- _Goal of the exercise_: Copy the records exactly, every one of them.
___
impl Mirror {
    /// Create an engine bound to `document`, flushing on `frames`
    pub fn new(document: SharedDocument, frames: impl FrameScheduler + 'static) -> Self {
        Self::with_scheduler(document, Rc::new(frames))
    }

    /// Create an engine with a shared frame source
    pub fn with_scheduler(document: SharedDocument, frames: Rc<dyn FrameScheduler>) -> Self {
        Self {
            engine: Rc::new(Engine {
                document,
                frames,
                state: RefCell::new(State::new()),
                bindings: RefCell::new(BindingRegistry::new()),
                watchers: RefCell::new(WatcherRegistry::new()),
                extensions: RefCell::new(ExtensionRegistry::new()),
                metadata: RefCell::new(MetadataCache::new()),
                scheduler: RefCell::new(BatchScheduler::new()),
                flushes: Cell::new(0),
                dom_writes: Cell::new(0),
            }),
        }
    }

    /// Register (or replace) the handler for an attribute.
    ///
    /// Handlers run during `create`, once per element carrying the
    /// attribute, in document order.
    pub fn extend<F>(&self, attribute: &str, handler: F)
    where
        F: Fn(NodeId, &str, &Reactive) -> anyhow::Result<()> + 'static,
    {
        self.engine.extensions.borrow_mut().register(attribute, Rc::new(handler));
    }

    /// Register a change callback, called with `(new, old)` on every
    /// effective write
    pub fn watch<F>(&self, property: &str, callback: F)
    where
        F: Fn(&Value, &Value) + 'static,
    {
        self.engine.watchers.borrow_mut().add(property, Rc::new(callback));
    }

    /// Merge `initial` into the state and bind everything under the
    /// configured root.
    ///
    /// Calling this again re-scans without duplicating bindings,
    /// listeners or extension invocations.
    pub fn create(&self, initial: State, config: MirrorConfig) -> Result<Reactive, MirrorError> {
        let root = self.engine.resolve_root(&config.root)?;
        {
            let mut state = self.engine.state.borrow_mut();
            for (property, value) in initial {
                state.insert(&property, value);
            }
        }

        let handle = Reactive { engine: Rc::clone(&self.engine) };
        binder::scan(&self.engine, &handle, root, &config);
        Ok(handle)
    }

    /// Handle to the engine's state without scanning anything
    pub fn reactive(&self) -> Reactive {
        Reactive { engine: Rc::clone(&self.engine) }
    }

    pub fn document(&self) -> SharedDocument {
        Rc::clone(&self.engine.document)
    }

    pub fn stats(&self) -> EngineStats {
        self.engine.stats()
    }
}

/// Handle to an engine's state: explicit `get`/`set` accessors with
/// dirty checking, immediate watchers and batched DOM updates
#[derive(Clone)]
pub struct Reactive {
    engine: Rc<Engine>,
}

impl std::fmt::Debug for Reactive {
    fn fmt(&self, f: &mut std::fmt::Formatter<'_>) -> std::fmt::Result {
        f.debug_struct("Reactive")
            .field("state", &*self.engine.state.borrow())
            .finish()
    }
}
___
- _Output below_:
impl Mirror {
    /// Create an engine bound to `document`, flushing on `frames`
    pub fn new(document: SharedDocument, frames: impl FrameScheduler + 'static) -> Self {
        Self::with_scheduler(document, Rc::new(frames))
    }

    /// Create an engine with a shared frame source
    pub fn with_scheduler(document: SharedDocument, frames: Rc<dyn FrameScheduler>) -> Self {
        Self {
            engine: Rc::new(Engine {
                document,
                frames,
                state: RefCell::new(State::new()),
                bindings: RefCell::new(BindingRegistry::new()),
                watchers: RefCell::new(WatcherRegistry::new()),
                extensions: RefCell::new(ExtensionRegistry::new()),
                metadata: RefCell::new(MetadataCache::new()),
                scheduler: RefCell::new(BatchScheduler::new()),
                flushes: Cell::new(0),
                dom_writes: Cell::new(0),
            }),
        }
    }

    /// Register (or replace) the handler for an attribute.
    ///
    /// Handlers run during `create`, once per element carrying the
    /// attribute, in document order.
    pub fn extend<F>(&self, attribute: &str, handler: F)
    where
        F: Fn(NodeId, &str, &Reactive) -> anyhow::Result<()> + 'static,
    {
        self.engine.extensions.borrow_mut().register(attribute, Rc::new(handler));
    }

    /// Register a change callback, called with `(new, old)` on every
    /// effective write
    pub fn watch<F>(&self, property: &str, callback: F)
    where
        F: Fn(&Value, &Value) + 'static,
    {
        self.engine.watchers.borrow_mut().add(property, Rc::new(callback));
    }

    /// Merge `initial` into the state and bind everything under the
    /// configured root.
    ///
    /// Calling this again re-scans without duplicating bindings,
    /// listeners or extension invocations.
    pub fn create(&self, initial: State, config: MirrorConfig) -> Result<Reactive, MirrorError> {
        let root = self.engine.resolve_root(&config.root)?;
        {
            let mut state = self.engine.state.borrow_mut();
            for (property, value) in initial {
                state.insert(&property, value);
            }
        }

        let handle = Reactive { engine: Rc::clone(&self.engine) };
        binder::scan(&self.engine, &handle, root, &config);
        Ok(handle)
    }

    /// Handle to the engine's state without scanning anything
    pub fn reactive(&self) -> Reactive {
        Reactive { engine: Rc::clone(&self.engine) }
    }

    pub fn document(&self) -> SharedDocument {
        Rc::clone(&self.engine.document)
    }

    pub fn stats(&self) -> EngineStats {
        self.engine.stats()
    }
}

/// Handle to an engine's state: explicit `get`/`set` accessors with
/// dirty checking, immediate watchers and batched DOM updates
#[derive(Clone)]
pub struct Reactive {
    engine: Rc<Engine>,
}

impl std::fmt::Debug for Reactive {
    fn fmt(&self, f: &mut std::fmt::Formatter<'_>) -> std::fmt::Result {
        f.debug_struct("Reactive")
            .field("state", &*self.engine.state.borrow())
            .finish()
    }
}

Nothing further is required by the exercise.